Getting Rid of Termites Safely and Effectively is Perfect Protections Specialty!
Although species vary throughout the United States, subterranean termites are the type most likely to attack your home. Their underground colonies can contain millions of termites and they may also colonize and travel through tubes above ground. But you may never see evidence of them...until a pest professional discovers they've seriously damaged your home. In fact, termites cause $5 billion worth of damage each year in the U. S. alone - damage not covered by most homeowners' insurance.
In their search for food (wood/cellulose) and moisture, termites will squeeze through cracks as narrow as 1/32 of an inch to enter your home! Expansion joints, foundation cracks, tiny gaps around plumbing, and service entries are all potential entry points. And once they're in, undetected termites can mean untold damage.
Termites (or subterranean termites) live in underground colonies or in moist secluded areas aboveground that can contain up to 2 million members. They build distinctive "mud tubes" to gain access to food sources and to protect themselves from open air. Termite colonies are organized into castes depending on tasks -- workers, soldiers and reproductives. The characteristics of a subterranean termite are dependent on the termite's role in the colony. Cream-colored Worker subterranean termites are 1/8 to 3/8's of an inch in length. Soldier subterranean termites are of a similar body length, but are distinguished by their powerful mandibles. Solider termites have cream-colored bodies and brown heads. Reproductive subterranean termites are approximately one inch long.
Subterranean termites live underground and build tunnels, referred to as mud tubes, to reach food sources. Like other termite species, they feed on products containing cellulose. Subterranean termites swarm in the spring -- groups of reproductive termites go off to start new colonies.
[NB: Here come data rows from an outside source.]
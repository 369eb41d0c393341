// Unless explicitly stated otherwise all files in this repository are licensed
// under the Apache License Version 2.0.
// This product includes software developed at Datadog (https://www.datadoghq.com/).
// Copyright 2026-present Datadog, Inc.

use std::collections::BTreeMap;
use std::sync::{Arc, PoisonError, RwLock};

use crate::error::DispatchError;
use crate::program::ProgramRuntime;
use crate::spec::ProgramSpec;
use crate::status::StatusReport;

/// Program name -> runtime. Only the dispatcher mutates it; readers get
/// snapshots.
#[derive(Clone, Default)]
pub struct Registry {
    programs: Arc<RwLock<BTreeMap<String, Arc<ProgramRuntime>>>>,
}

impl Registry {
    pub fn new() -> Self {
        Self::default()
    }

    pub(crate) fn insert(
        &self,
        runtime: ProgramRuntime,
    ) -> Result<Arc<ProgramRuntime>, DispatchError> {
        let mut programs = self.programs.write().unwrap_or_else(PoisonError::into_inner);
        let name = runtime.name().to_string();
        if programs.contains_key(&name) {
            return Err(DispatchError::DuplicateProgram(name));
        }
        let runtime = Arc::new(runtime);
        programs.insert(name, Arc::clone(&runtime));
        Ok(runtime)
    }

    pub(crate) fn remove(&self, name: &str) -> Option<Arc<ProgramRuntime>> {
        self.programs
            .write()
            .unwrap_or_else(PoisonError::into_inner)
            .remove(name)
    }

    pub fn get(&self, name: &str) -> Option<Arc<ProgramRuntime>> {
        self.programs
            .read()
            .unwrap_or_else(PoisonError::into_inner)
            .get(name)
            .cloned()
    }

    pub fn contains(&self, name: &str) -> bool {
        self.programs
            .read()
            .unwrap_or_else(PoisonError::into_inner)
            .contains_key(name)
    }

    /// Every runtime, sorted by name.
    pub fn all(&self) -> Vec<Arc<ProgramRuntime>> {
        self.programs
            .read()
            .unwrap_or_else(PoisonError::into_inner)
            .values()
            .cloned()
            .collect()
    }

    pub fn specs(&self) -> Vec<ProgramSpec> {
        self.all().iter().map(|p| p.spec().clone()).collect()
    }

    /// Per-instance detail for `target`, or a summary of every program.
    pub fn status(&self, target: Option<&str>) -> Result<StatusReport, DispatchError> {
        match target {
            Some(name) => self
                .get(name)
                .map(|p| StatusReport::Detail(p.status()))
                .ok_or_else(|| DispatchError::UnknownProgram(name.to_string())),
            None => Ok(StatusReport::Summary(
                self.all().iter().map(|p| p.status()).collect(),
            )),
        }
    }
}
Subterranean termites need contact with the soil to survive and live underground. They can build tunnels through cracks in concrete.
Subterranean termites are by far the most destructive species. They can collapse a building entirely, meaning possible financial ruin for a homeowner. The hard, saw-toothed jaws of termites work like shears and are able to bite off extremely small fragments of wood, one piece at a time.
Avoid water accumulation near your home's foundation. Divert water away with properly functioning downspouts, gutters and splash blocks. Reduce humidity in crawl spaces with proper ventilation. Never bury wood scraps or waste lumber in the yard. Most importantly, eliminate wood contact with the soil. Maintain a one-inch gap between the soil and wood portions of the building.